* **THE PROBLEM**
Reproduce exactly, and only, the lines running from the start of the entries below to the line containing "let args: Vec<String>".

* **SUPPLIED INFORMATION**
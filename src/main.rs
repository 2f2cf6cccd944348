//! Test Insights - Main entry point.
//!
//! Loads the current CTRF report and its history, computes insights and
//! writes the enriched report.

use std::path::Path;

use serde::Serialize;
use tokio::io::AsyncWriteExt;
use tracing::{Level, error, info, warn};
use tracing_subscriber::FmtSubscriber;

use mattermost_insights_lib::config::Config;
use mattermost_insights_lib::error::{AppError, AppResult};
use mattermost_insights_lib::models::{Report, TreeOptions};
use mattermost_insights_lib::services::format::{
    format_duration, format_duration_change, format_rate, format_rate_change,
};
use mattermost_insights_lib::services::{build_suite_tree, enrich_report, loader};

/// Validate a single report file (for CI pre-checks).
async fn validate_report_file(path: &Path) -> bool {
    match loader::load_report(path).await {
        Ok(report) => {
            info!(
                "{} is a valid report ({} tests, tool: {})",
                path.display(),
                report.results.tests.len(),
                report.results.tool.name
            );
            true
        }
        Err(e) => {
            error!("{}", e);
            false
        }
    }
}

#[tokio::main]
async fn main() {
    // Load environment variables from .env file
    dotenvy::dotenv().ok();

    // Initialize logging (stderr, so stdout carries only the report)
    let subscriber = FmtSubscriber::builder()
        .with_max_level(Level::INFO)
        .with_env_filter(tracing_subscriber::EnvFilter::from_default_env())
        .with_writer(std::io::stderr)
        .finish();
    if tracing::subscriber::set_global_default(subscriber).is_err() {
        eprintln!("Failed to set tracing subscriber");
    }

    // Check for --validate <path> (used as a CI pre-check)
    let args: Vec<String> = std::env::args().collect();
    if let Some(position) = args.iter().position(|arg| arg == "--validate") {
        let Some(path) = args.get(position + 1) else {
            error!("--validate requires a report path");
            std::process::exit(2);
        };
        let valid = validate_report_file(Path::new(path)).await;
        std::process::exit(if valid { 0 } else { 1 });
    }

    // Load configuration
    let config = match Config::from_env() {
        Ok(cfg) => cfg,
        Err(e) => {
            error!("Failed to load configuration: {}", e);
            error!("");
            error!("Please check your environment variables:");
            error!("  - INSIGHTS_CURRENT_REPORT must point to a CTRF report");
            error!("  - INSIGHTS_MAX_PREVIOUS_REPORTS, if set, must be a positive number");
            std::process::exit(1);
        }
    };

    if let Err(e) = run(&config).await {
        error!("Insights computation failed: {}", e);
        std::process::exit(1);
    }
}

/// Load, enrich and write.
async fn run(config: &Config) -> AppResult<()> {
    let current = loader::load_report(&config.current_report).await?;
    info!(
        "Loaded current report {:?} with {} tests",
        config.current_report,
        current.results.tests.len()
    );

    let history = match &config.history_dir {
        Some(dir) => match loader::load_history(dir).await {
            Ok(history) => history,
            Err(e) => {
                warn!("Continuing without history: {}", e);
                Vec::new()
            }
        },
        None => Vec::new(),
    };

    let enriched = enrich_report(current, history, &config.insights_options());
    log_summary(&enriched);

    write_json(config.output.as_deref(), &enriched).await?;

    if let Some(path) = &config.suite_tree_output {
        let tree = build_suite_tree(&enriched.results.tests, TreeOptions::default());
        write_json(Some(path.as_path()), &tree).await?;
        info!("Suite tree written to {}", path.display());
    }

    Ok(())
}

/// One-line overview of the computed run insights.
fn log_summary(report: &Report) {
    let Some(insights) = &report.insights else {
        return;
    };

    info!(
        "Runs analyzed: {} | pass {} ({}) | fail {} ({}) | flaky {} ({}) | p95 run {} ({})",
        insights.runs_analyzed,
        format_rate(insights.pass_rate.current),
        format_rate_change(insights.pass_rate.change),
        format_rate(insights.fail_rate.current),
        format_rate_change(insights.fail_rate.change),
        format_rate(insights.flaky_rate.current),
        format_rate_change(insights.flaky_rate.change),
        format_duration(insights.p95_run_duration.current),
        format_duration_change(insights.p95_run_duration.change),
    );
}

/// Write pretty JSON to a file, or to stdout when no path is given.
async fn write_json<T: Serialize>(path: Option<&Path>, value: &T) -> AppResult<()> {
    let json = serde_json::to_string_pretty(value)?;

    match path {
        Some(path) => tokio::fs::write(path, json).await.map_err(|e| {
            AppError::FileSystem(format!("Failed to write {}: {}", path.display(), e))
        }),
        None => {
            let mut stdout = tokio::io::stdout();
            stdout.write_all(json.as_bytes()).await?;
            stdout.write_all(b"\n").await?;
            stdout.flush().await?;
            Ok(())
        }
    }
}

* **ANSWER BELOW**
filename src/main.rs
repository 2f2cf6cccd944348
//! Test Insights - Main entry point.
//!
//! Loads the current CTRF report and its history, computes insights and
//! writes the enriched report.

use std::path::Path;

use serde::Serialize;
use tokio::io::AsyncWriteExt;
use tracing::{Level, error, info, warn};
use tracing_subscriber::FmtSubscriber;

use mattermost_insights_lib::config::Config;
use mattermost_insights_lib::error::{AppError, AppResult};
use mattermost_insights_lib::models::{Report, TreeOptions};
use mattermost_insights_lib::services::format::{
    format_duration, format_duration_change, format_rate, format_rate_change,
};
use mattermost_insights_lib::services::{build_suite_tree, enrich_report, loader};

/// Validate a single report file (for CI pre-checks).
async fn validate_report_file(path: &Path) -> bool {
    match loader::load_report(path).await {
        Ok(report) => {
            info!(
                "{} is a valid report ({} tests, tool: {})",
                path.display(),
                report.results.tests.len(),
                report.results.tool.name
            );
            true
        }
        Err(e) => {
            error!("{}", e);
            false
        }
    }
}

#[tokio::main]
async fn main() {
    // Load environment variables from .env file
    dotenvy::dotenv().ok();

    // Initialize logging (stderr, so stdout carries only the report)
    let subscriber = FmtSubscriber::builder()
        .with_max_level(Level::INFO)
        .with_env_filter(tracing_subscriber::EnvFilter::from_default_env())
        .with_writer(std::io::stderr)
        .finish();
    if tracing::subscriber::set_global_default(subscriber).is_err() {
        eprintln!("Failed to set tracing subscriber");
    }

    // Check for --validate <path> (used as a CI pre-check)
    let args: Vec<String> = std::env::args().collect();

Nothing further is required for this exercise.